Low dimensionality of phenotypic space as an emergent property of coordinated teams in biological regulatory networks
Kishore Hari,
Pradyumna Harlapur,
Aashna Saxena,
Kushal Haldar,
Aishwarya Girish,
Tanisha Malpani,
Herbert Levine,
Mohit Kumar Jolly
Affiliations
Kishore Hari
Department of Bioengineering, Indian Institute of Science, Bengaluru, Karnataka 560012, India; Center for Theoretical Biological Physics, Northeastern University, Boston, MA 02115, USA; Department of Physics, Northeastern University, Boston, MA 02115, USA; Corresponding author
Pradyumna Harlapur
Department of Bioengineering, Indian Institute of Science, Bengaluru, Karnataka 560012, India
Aashna Saxena
Department of Bioengineering, Indian Institute of Science, Bengaluru, Karnataka 560012, India
Kushal Haldar
Department of Bioengineering, Indian Institute of Science, Bengaluru, Karnataka 560012, India; Indian Institute of Science Education and Research Kolkata, Kolkata, West Bengal 741246, India
Aishwarya Girish
Department of Bioengineering, Indian Institute of Science, Bengaluru, Karnataka 560012, India
Tanisha Malpani
Department of Bioengineering, Indian Institute of Science, Bengaluru, Karnataka 560012, India
Herbert Levine
Center for Theoretical Biological Physics, Northeastern University, Boston, MA 02115, USA; Department of Physics, Northeastern University, Boston, MA 02115, USA; Corresponding author
Mohit Kumar Jolly
Department of Bioengineering, Indian Institute of Science, Bengaluru, Karnataka 560012, India; Corresponding author
Summary: Cell-fate decisions involve coordinated genome-wide expression changes, typically leading to a limited number of phenotypes.

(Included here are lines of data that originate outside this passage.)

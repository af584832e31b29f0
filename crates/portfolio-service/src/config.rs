//! Portfolio service configuration.
//!
//! Configuration is loaded from environment variables. The GitHub token is
//! held as a secret and redacted in Debug output.

use common::jwt::{DEFAULT_NBF_TOLERANCE, MAX_CLOCK_SKEW};
use secrecy::SecretString;
use std::collections::HashMap;
use std::env;
use std::fmt;
use std::path::PathBuf;
use thiserror::Error;

/// Default server bind address.
pub const DEFAULT_BIND_ADDRESS: &str = "0.0.0.0:8080";

/// Default Cloudflare Access team domain.
pub const DEFAULT_CF_ACCESS_TEAM_DOMAIN: &str = "https://dcln-me.cloudflareaccess.com";

/// Default JWKS cache TTL in seconds (1 hour).
pub const DEFAULT_JWKS_CACHE_TTL_SECONDS: u64 = 3600;

/// Default GitHub REST API base URL.
pub const DEFAULT_GITHUB_API_URL: &str = "https://api.github.com";

/// Default User-Agent sent to the GitHub API.
pub const DEFAULT_GITHUB_USER_AGENT: &str = "dcln-portfolio";

/// Path of the certs endpoint under the Access team domain.
const CF_ACCESS_CERTS_PATH: &str = "/cdn-cgi/access/certs";

/// Portfolio service configuration.
#[derive(Clone)]
pub struct Config {
    /// Server bind address (default: "0.0.0.0:8080").
    pub bind_address: String,

    /// Cloudflare Access team domain, without trailing slash.
    pub cf_access_team_domain: String,

    /// How long a fetched key set stays fresh.
    pub jwks_cache_ttl_seconds: u64,

    /// Allowed clock skew for the `nbf` claim, in seconds.
    pub jwt_nbf_tolerance_seconds: u64,

    /// GitHub REST API base URL, without trailing slash.
    pub github_api_url: String,

    /// User-Agent header for GitHub requests.
    pub github_user_agent: String,

    /// Optional GitHub token for higher API rate limits.
    pub github_token: Option<SecretString>,

    /// Location of the private resume PDF. Unset serves a placeholder.
    pub resume_path: Option<PathBuf>,
}

/// Custom Debug implementation that redacts sensitive fields.
impl fmt::Debug for Config {
    fn fmt(&self, f: &mut fmt::Formatter<'_>) -> fmt::Result {
        f.debug_struct("Config")
            .field("bind_address", &self.bind_address)
            .field("cf_access_team_domain", &self.cf_access_team_domain)
            .field("jwks_cache_ttl_seconds", &self.jwks_cache_ttl_seconds)
            .field("jwt_nbf_tolerance_seconds", &self.jwt_nbf_tolerance_seconds)
            .field("github_api_url", &self.github_api_url)
            .field("github_user_agent", &self.github_user_agent)
            .field(
                "github_token",
                &self.github_token.as_ref().map(|_| "[REDACTED]"),
            )
            .field("resume_path", &self.resume_path)
            .finish()
    }
}

#[derive(Debug, Error)]
pub enum ConfigError {
    #[error("Invalid JWKS cache TTL configuration: {0}")]
    InvalidJwksCacheTtl(String),

    #[error("Invalid JWT nbf tolerance configuration: {0}")]
    InvalidNbfTolerance(String),

    #[error("Invalid GitHub configuration: {0}")]
    InvalidGitHub(String),
}

impl Config {
    /// Load configuration from environment variables.
    pub fn from_env() -> Result<Self, ConfigError> {
        Self::from_vars(&env::vars().collect())
    }

    /// Load configuration from a HashMap (for testing).
    pub fn from_vars(vars: &HashMap<String, String>) -> Result<Self, ConfigError> {
        let bind_address = vars
            .get("BIND_ADDRESS")
            .cloned()
            .unwrap_or_else(|| DEFAULT_BIND_ADDRESS.to_string());

        let cf_access_team_domain = vars
            .get("CF_ACCESS_TEAM_DOMAIN")
            .map(|s| s.trim_end_matches('/').to_string())
            .unwrap_or_else(|| DEFAULT_CF_ACCESS_TEAM_DOMAIN.to_string());

        let jwks_cache_ttl_seconds = if let Some(value_str) = vars.get("JWKS_CACHE_TTL_SECONDS") {
            let value: u64 = value_str.parse().map_err(|e| {
                ConfigError::InvalidJwksCacheTtl(format!(
                    "JWKS_CACHE_TTL_SECONDS must be a valid positive integer, got '{}': {}",
                    value_str, e
                ))
            })?;

            if value == 0 {
                return Err(ConfigError::InvalidJwksCacheTtl(
                    "JWKS_CACHE_TTL_SECONDS must be greater than 0".to_string(),
                ));
            }

            value
        } else {
            DEFAULT_JWKS_CACHE_TTL_SECONDS
        };

        let jwt_nbf_tolerance_seconds =
            if let Some(value_str) = vars.get("JWT_NBF_TOLERANCE_SECONDS") {
                let value: u64 = value_str.parse().map_err(|e| {
                    ConfigError::InvalidNbfTolerance(format!(
                        "JWT_NBF_TOLERANCE_SECONDS must be a valid non-negative integer, got '{}': {}",
                        value_str, e
                    ))
                })?;

                if value > MAX_CLOCK_SKEW.as_secs() {
                    return Err(ConfigError::InvalidNbfTolerance(format!(
                        "JWT_NBF_TOLERANCE_SECONDS must not exceed {} seconds, got {}",
                        MAX_CLOCK_SKEW.as_secs(),
                        value
                    )));
                }

                value
            } else {
                DEFAULT_NBF_TOLERANCE.as_secs()
            };

        let github_api_url = vars
            .get("GITHUB_API_URL")
            .map(|s| s.trim_end_matches('/').to_string())
            .unwrap_or_else(|| DEFAULT_GITHUB_API_URL.to_string());

        let github_user_agent = vars
            .get("GITHUB_USER_AGENT")
            .cloned()
            .unwrap_or_else(|| DEFAULT_GITHUB_USER_AGENT.to_string());

        if github_user_agent.trim().is_empty() {
            return Err(ConfigError::InvalidGitHub(
                "GITHUB_USER_AGENT must not be empty".to_string(),
            ));
        }

        let github_token = vars
            .get("GITHUB_TOKEN")
            .filter(|s| !s.is_empty())
            .map(|s| SecretString::from(s.clone()));

        let resume_path = vars
            .get("RESUME_PATH")
            .filter(|s| !s.is_empty())
            .map(PathBuf::from);

        Ok(Config {
            bind_address,
            cf_access_team_domain,
            jwks_cache_ttl_seconds,
            jwt_nbf_tolerance_seconds,
            github_api_url,
            github_user_agent,
            github_token,
            resume_path,
        })
    }

    /// URL of the Access certs (JWKS) endpoint for the team domain.
    pub fn certs_url(&self) -> String {
        format!("{}{}", self.cf_access_team_domain, CF_ACCESS_CERTS_PATH)
    }
}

Although often modeled as simple toggle switches, these rather simplistic representations often disregard the complexity of regulatory networks governing these changes. Here, we unravel design principles underlying complex cell decision-making networks in multiple contexts. We show that the emergent dynamics of these networks and corresponding transcriptomic data are consistently low-dimensional, as quantified by the variance explained by principal component 1 (PC1). This low dimensionality in phenotypic space arises from extensive feedback loops in these networks arranged to effectively enable the formation of two teams of mutually inhibiting nodes. We use team strength as a metric to quantify these feedback interactions and show its strong correlation with PC1 variance. Using artificial networks of varied topologies, we also establish the conditions for generating canalized cell-fate landscapes, offering insights into diverse binary cellular decision-making networks.